# Retinal Vessels Segmentation Based on Dilated Multi-Scale Convolutional   Neural Network

**Authors:** Yun Jiang, Ning Tan, Tingting Peng, Hai Zhang

arXiv: 1904.05644 · 2019-04-12

## TL;DR

This paper introduces D-Net, a dilated multi-scale convolutional neural network designed for retinal vessel segmentation, effectively capturing global context and small vessel details, outperforming existing methods on multiple datasets.

## Contribution

The paper proposes a novel D-Net architecture with dilation convolution and multi-scale feature fusion for improved retinal vessel segmentation.

## Key findings

- D-Net outperforms state-of-the-art methods in accuracy, sensitivity, and specificity.
- Dilation convolution enlarges receptive fields without losing spatial resolution.
- Multi-scale feature fusion enhances detection of vessels of various sizes.

## Abstract

Accurate segmentation of retinal vessels is a basic step in Diabetic retinopathy(DR) detection. Most methods based on deep convolutional neural network (DCNN) have small receptive fields, and hence they are unable to capture global context information of larger regions, with difficult to identify lesions. The final segmented retina vessels contain more noise with low classification accuracy. Therefore, in this paper, we propose a DCNN structure named as D-Net.

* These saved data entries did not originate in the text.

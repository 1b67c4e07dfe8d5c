//! Agent directory: who can take tickets, and how many they hold.
//!
//! Selection runs on a [`TicketAgent`] snapshot; committing an assignment
//! goes through [`AgentDirectory::try_assign`], which re-checks capacity
//! atomically so `current_tickets <= max_tickets` holds under concurrency.

use std::sync::atomic::{AtomicU32, Ordering};
use std::sync::{Arc, RwLock};

use serde::{Deserialize, Serialize};
use tracing::{debug, info};

use crate::error::{TriageError, TriageResult};
use crate::escalation::state::SupportTier;

/// Agent availability
#[derive(Debug, Clone, Copy, PartialEq, Eq, Hash, Serialize, Deserialize)]
#[serde(rename_all = "snake_case")]
pub enum AgentStatus {
    Online,
    Busy,
    Offline,
}

impl std::fmt::Display for AgentStatus {
    fn fmt(&self, f: &mut std::fmt::Formatter<'_>) -> std::fmt::Result {
        match self {
            Self::Online => write!(f, "online"),
            Self::Busy => write!(f, "busy"),
            Self::Offline => write!(f, "offline"),
        }
    }
}

/// A human support agent
#[derive(Debug, Clone, PartialEq, Serialize, Deserialize)]
pub struct TicketAgent {
    pub id: String,
    pub name: String,
    #[serde(default)]
    pub email: String,
    pub tier: SupportTier,
    pub status: AgentStatus,
    #[serde(default)]
    pub current_tickets: u32,
    pub max_tickets: u32,
    /// Free-form specialty labels matched against ticket tags
    #[serde(default)]
    pub specialties: Vec<String>,
}

impl TicketAgent {
    pub fn new(
        id: impl Into<String>,
        name: impl Into<String>,
        tier: SupportTier,
        max_tickets: u32,
    ) -> Self {
        Self {
            id: id.into(),
            name: name.into(),
            email: String::new(),
            tier,
            status: AgentStatus::Online,
            current_tickets: 0,
            max_tickets,
            specialties: Vec::new(),
        }
    }

    pub fn with_specialties(mut self, specialties: &[&str]) -> Self {
        self.specialties = specialties.iter().map(|s| s.to_string()).collect();
        self
    }

    pub fn with_status(mut self, status: AgentStatus) -> Self {
        self.status = status;
        self
    }

    pub fn with_load(mut self, current_tickets: u32) -> Self {
        self.current_tickets = current_tickets;
        self
    }

    pub fn is_available(&self) -> bool {
        self.status != AgentStatus::Offline
    }

    pub fn has_capacity(&self) -> bool {
        self.current_tickets < self.max_tickets
    }

    /// Whether this agent may receive a new ticket at `tier`
    pub fn can_take(&self, tier: SupportTier) -> bool {
        self.tier == tier && self.is_available() && self.has_capacity()
    }
}

/// The agent directory contract the orchestrator depends on
pub trait AgentDirectory: Send + Sync {
    /// Current agents, in a stable order
    fn snapshot(&self) -> TriageResult<Vec<TicketAgent>>;

    /// Atomically take one ticket slot on `agent_id`.
    ///
    /// Returns `Ok(false)` when the agent went offline or filled up since
    /// the snapshot was taken.
    fn try_assign(&self, agent_id: &str) -> TriageResult<bool>;

    /// Give back one ticket slot. Saturates at zero.
    fn release(&self, agent_id: &str) -> TriageResult<()>;

    fn set_status(&self, agent_id: &str, status: AgentStatus) -> TriageResult<()>;
}

/// Shared reference to an agent directory
pub type SharedAgentDirectory = Arc<dyn AgentDirectory>;

struct AgentSlot {
    agent: TicketAgent,
    load: AtomicU32,
}

impl AgentSlot {
    fn new(agent: TicketAgent) -> Self {
        Self {
            load: AtomicU32::new(agent.current_tickets),
            agent,
        }
    }

    fn view(&self) -> TicketAgent {
        TicketAgent {
            current_tickets: self.load.load(Ordering::Acquire),
            ..self.agent.clone()
        }
    }
}

/// Process-local directory. Per-agent load counters are updated with a
/// compare-and-swap loop; status and roster changes take the write lock.
#[derive(Default)]
pub struct InMemoryAgentDirectory {
    slots: RwLock<Vec<AgentSlot>>,
}

impl InMemoryAgentDirectory {
    pub fn new(agents: Vec<TicketAgent>) -> Self {
        let directory = Self::default();
        if let Ok(mut slots) = directory.slots.write() {
            for agent in agents {
                upsert_slot(&mut slots, agent);
            }
        }
        directory
    }

    pub fn shared(self) -> SharedAgentDirectory {
        Arc::new(self)
    }

    /// Add an agent, or replace the profile of the one with the same id in
    /// place. Tickets it already holds stay counted.
    pub fn register(&self, agent: TicketAgent) -> TriageResult<()> {
        let mut slots = self.write_slots()?;
        info!(agent_id = %agent.id, tier = %agent.tier, "Agent registered");
        upsert_slot(&mut slots, agent);
        Ok(())
    }

    pub fn get(&self, agent_id: &str) -> TriageResult<Option<TicketAgent>> {
        let slots = self.read_slots()?;
        Ok(slots
            .iter()
            .find(|s| s.agent.id == agent_id)
            .map(AgentSlot::view))
    }

    pub fn len(&self) -> usize {
        self.slots.read().map(|s| s.len()).unwrap_or(0)
    }

    pub fn is_empty(&self) -> bool {
        self.len() == 0
    }

    fn read_slots(&self) -> TriageResult<std::sync::RwLockReadGuard<'_, Vec<AgentSlot>>> {
        self.slots.read().map_err(|_| TriageError::LockPoisoned {
            resource: "agent directory",
        })
    }

    fn write_slots(&self) -> TriageResult<std::sync::RwLockWriteGuard<'_, Vec<AgentSlot>>> {
        self.slots.write().map_err(|_| TriageError::LockPoisoned {
            resource: "agent directory",
        })
    }
}

/// A known id keeps its live load counter; only the profile is replaced
fn upsert_slot(slots: &mut Vec<AgentSlot>, agent: TicketAgent) {
    match slots.iter_mut().find(|s| s.agent.id == agent.id) {
        Some(slot) => slot.agent = agent,
        None => slots.push(AgentSlot::new(agent)),
    }
}

impl AgentDirectory for InMemoryAgentDirectory {
    fn snapshot(&self) -> TriageResult<Vec<TicketAgent>> {
        Ok(self.read_slots()?.iter().map(AgentSlot::view).collect())
    }

    fn try_assign(&self, agent_id: &str) -> TriageResult<bool> {
        let slots = self.read_slots()?;
        let slot = slots
            .iter()
            .find(|s| s.agent.id == agent_id)
            .ok_or_else(|| TriageError::AgentNotFound {
                agent_id: agent_id.to_string(),
            })?;

        if !slot.agent.is_available() {
            return Ok(false);
        }

        let max = slot.agent.max_tickets;
        let committed = slot
            .load
            .fetch_update(Ordering::AcqRel, Ordering::Acquire, |n| {
                (n < max).then_some(n + 1)
            })
            .is_ok();
        Ok(committed)
    }

    fn release(&self, agent_id: &str) -> TriageResult<()> {
        let slots = self.read_slots()?;
        let slot = slots
            .iter()
            .find(|s| s.agent.id == agent_id)
            .ok_or_else(|| TriageError::AgentNotFound {
                agent_id: agent_id.to_string(),
            })?;
        // Err here only means the counter was already zero
        let _ = slot
            .load
            .fetch_update(Ordering::AcqRel, Ordering::Acquire, |n| n.checked_sub(1));
        Ok(())
    }
    fn set_status(&self, agent_id: &str, status: AgentStatus) -> TriageResult<()> {
        let mut slots = self.write_slots()?;
        let slot = slots
            .iter_mut()
            .find(|s| s.agent.id == agent_id)
            .ok_or_else(|| TriageError::AgentNotFound {
                agent_id: agent_id.to_string(),
            })?;
        slot.agent.status = status;
        debug!(agent_id, %status, "Agent status changed");
        Ok(())
    }
}
//! Triage daemon: loads chat, agent and knowledge-base snapshots, creates
//! tickets and keeps escalating them on a timer.

#![allow(clippy::uninlined_format_args)]

pub mod config;
pub mod fixtures;
pub mod runner;
//! Human agents: directory, capacity and selection.

pub mod registry;
pub mod selector;

pub use registry::{
    AgentDirectory, AgentStatus, InMemoryAgentDirectory, SharedAgentDirectory, TicketAgent,
};
pub use selector::{specialty_matches, AgentSelector, SelectionStrategy};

In the proposed D-Net, the dilation convolution is used in the backbone network to obtain a larger receptive field without losing spatial resolution, so as to reduce the loss of feature information and to reduce the difficulty of tiny thin vessels segmentation. The large receptive field can better distinguished between the lesion area and the blood vessel area. In the proposed Multi-Scale Information Fusion module (MSIF), parallel convolution layers with different dilation rates are used, so that the model can obtain more dense feature information and better capture retinal vessel information of different sizes. In the decoding module, the skip layer connection is used to propagate context information to higher resolution layers, so as to prevent low-level information from passing the entire network structure. Finally, our method was verified on DRIVE, STARE and CHASE dataset. The experimental results show that our network structure outperforms some state-of-art method, such as N4-fields, U-Net, and DRIU in terms of accuracy, sensitivity, specificity, and AUCROC. Particularly, D-Net outperforms U-Net by 1.04%, 1.23% and 2.79% in DRIVE, STARE, and CHASE three dataset, respectively.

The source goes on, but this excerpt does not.